Doğancan Özsel & Armağan Öztürk yazdı | Siyasetin en yüksek tonu: Mansur Yavaş’ın mesafeli sessizliği

AKP ile CHP arasında pazarlık konusu olduğu bir süredir kulislerde konuşulan “kurumsal siyasete dönüş” ihtimalinin, İmamoğlu davasının TRT’de yayınlanması önerisine Bahçeli’nin olumlu yaklaşması ile birlikte yeni bir evreye girdiğini düşünmüştük. Ancak Cumhurbaşkanı Erdoğan’ın AKP, MHP ve DEM ittifakından bahsetmesi, ana muhalefete ihtiyaç duymayan Meclis hesaplarına kapı açmış görünüyor. Artık Erdoğan’ın CHP’den gerçekten bir şey bekleyip beklemediğinden emin değiliz. Ana muhalefeti Ankara siyasetine yeniden dahil etmek yerine, üzerindeki hukuki baskıyı artırmak ve Kemal Kılıçdaroğlu kartını masaya sürerek CHP’yi kendi iç gerilimleriyle baş başa bırakmak, iktidarın bundan sonraki oyun planının ana stratejisi olabilir. Buna karşılık CHP ise tavizsiz duruşunu sürdürüyor ve Özgür Özel’in Erdoğan’a yönelik eleştirileri her geçen gün sertleşiyor. CHP’nin sokakta siyaset yapan bu tavrı, muhalefet cephesinde enerjiyi canlı tutmayı da başarıyor.

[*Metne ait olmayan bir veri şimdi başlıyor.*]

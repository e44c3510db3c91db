//! Test Data Factory
//!
//! Provides utilities for building hypergraphs and agent rigs for the
//! end-to-end scenario suite:
//! - Concept/link creation with configurable truth values
//! - Batch generation for population-pressure scenarios
//! - Pre-built orchestrator/loop rigs

use noetic_core::{
    builtin_tags, AgentHandle, AtomHandle, AtomStore, AttentionBank, BankConfig, CognitiveLoop,
    LoopConfig, Orchestrator, OrchestratorConfig, TruthValue,
};
use std::sync::Arc;

/// Factory for building stores, banks and agent rigs in test scenarios.
pub struct TestDataFactory;

impl TestDataFactory {
    // ========================================================================
    // ATOM CREATION
    // ========================================================================

    /// Add a named `CONCEPT` node with an explicit truth value.
    pub fn concept(store: &AtomStore, name: &str, strength: f64, confidence: f64) -> AtomHandle {
        store
            .add(
                builtin_tags::CONCEPT,
                Some(name),
                vec![],
                Some(TruthValue::new(strength, confidence).expect("valid truth value")),
            )
            .expect("concept creation never references unknown handles")
    }

    /// Add an untyped `CONCEPT` node with the default truth value.
    pub fn bare_concept(store: &AtomStore, name: &str) -> AtomHandle {
        store
            .add(builtin_tags::CONCEPT, Some(name), vec![], None)
            .expect("concept creation never references unknown handles")
    }

    /// Add a binary link of `type_tag` from `from` to `to`.
    pub fn link(
        store: &AtomStore,
        type_tag: &str,
        name: Option<&str>,
        from: AtomHandle,
        to: AtomHandle,
        strength: f64,
        confidence: f64,
    ) -> AtomHandle {
        store
            .add(
                type_tag,
                name,
                vec![from, to],
                Some(TruthValue::new(strength, confidence).expect("valid truth value")),
            )
            .expect("link creation references only known handles")
    }

    /// Add `count` bare concepts named `n0..n{count-1}`.
    pub fn batch_concepts(store: &AtomStore, count: usize) -> Vec<AtomHandle> {
        (0..count).map(|i| Self::bare_concept(store, &format!("n{i}"))).collect()
    }

    // ========================================================================
    // RIGS
    // ========================================================================

    /// A store/bank pair sharing the given bank configuration.
    pub fn store_and_bank(bank_config: BankConfig) -> (Arc<AtomStore>, Arc<AttentionBank>) {
        let store = Arc::new(AtomStore::default());
        let bank = Arc::new(AttentionBank::new(store.clone(), bank_config));
        (store, bank)
    }

    /// An orchestrator over a fresh store/bank pair, with no agents registered.
    pub fn orchestrator_rig(
        orchestrator_config: OrchestratorConfig,
    ) -> (Arc<AtomStore>, Arc<AttentionBank>, Arc<Orchestrator>) {
        let (store, bank) = Self::store_and_bank(BankConfig::default());
        let orchestrator = Arc::new(Orchestrator::new(store.clone(), bank.clone(), orchestrator_config));
        (store, bank, orchestrator)
    }

    /// A cognitive loop over a fresh orchestrator rig, with `agents` already
    /// registered.
    pub fn loop_rig(
        agents: Vec<Arc<AgentHandle>>,
        loop_config: LoopConfig,
    ) -> (Arc<AtomStore>, Arc<AttentionBank>, Arc<Orchestrator>, CognitiveLoop) {
        let (store, bank, orchestrator) = Self::orchestrator_rig(OrchestratorConfig::default());
        for agent in agents {
            orchestrator.add(agent);
        }
        let cognitive_loop = CognitiveLoop::new(orchestrator.clone(), bank.clone(), loop_config);
        (store, bank, orchestrator, cognitive_loop)
    }
}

Siyasetin en yüksek tonu: Mansur Yavaş'ın mesafeli sessizliği
Siyasetin en yüksek tonu: Mansur Yavaş’ın mesafeli sessizliği

Ancak herkesin bildiği sır şu: Eğer seçimler gerçekten 2028 yılında yapılacaksa, İmamoğlu sembolizmi üzerinden yaratılan siyasi enerjiyi iki yıl boyunca aynı düzeyde tutmak kolay olmayacak. Dahası, bu enerji yavaş yavaş dağıldıkça ve örgütte şu an gözlemlenen azmin yerini yılgınlık almaya başladıkça, partinin kendi içerisinde bir muhasebe sürecine girmesi de kaçınılmaz olacak. Erdoğan’ın beklentisi kuşkusuz bu iç tartışmanın çok daha erken başlaması, çok yıkıcı bir biçimde tecelli etmesi ve parti içerisinde bölünmelere yol açmasıydı. Ancak bugüne kadar böylesi bir iç hesaplaşma yaşanmadı.

Parti türbülanstan geçse de dağılmamayı başardı. Bu durumun birkaç nedeni var: Birincisi ve belki de en önemlisi, İmamoğlu soruşturmalarına yönelik kamuoyunda yaşanan inandırıcılık sorunu. Soruşturma ilk günden itibaren çok güçlü kanıtlarla açılmış olsaydı, muhalefet aktörleri İmamoğlu’nun arkasında durmak konusunda daha mütereddit olabilirdi. Oysa bugüne değin muhalefetin içinden İmamoğlu aleyhine bir eleştiriye neredeyse hiç rastlamadık. CHP’liler, soruşturma sürecindeki eksikleri ve 19 Mart’tan bu yana ana muhalefet partisi üzerinde uygulanan baskıyı, İmamoğlu’nun masumiyetinin bir teyidi olarak okuyorlar. Bu da bizi ikinci nedene götürüyor: Cumhuriyet tarihinde belki de hiçbir kitlesel siyasi aktörün karşı karşıya kalmadığı oranda bir baskı ile karşılaşan CHP’nin kendi içerisindeki birliği sürdürebilmesini sağlayan bir etmen de bu aşırı baskının ta kendisi. İktidarın ardı ardına attığı adımlar, CHP’lilere kendi içlerinde bir muhasebe yapma imkânı ve zamanı tanımıyor. CHP’li belediye başkanlarının ve siyasilerin maruz kaldığı olağanüstü hukuki ve idari uygulamalar, parti içinde mağduriyet duygusunu ve buna bağlı dayanışma refleksini tetiklemekte. Elbette bu duygunun yaratılması ve yükseltilmesinde Özgür Özel’in liderliğinin rolü büyük. Enerjisi, konuşmaları ve baskıya taviz vermez tutumuyla Özel, İmamoğlu’nun yokluğunda partinin bir arada durmasını mümkün kılan isim oldu.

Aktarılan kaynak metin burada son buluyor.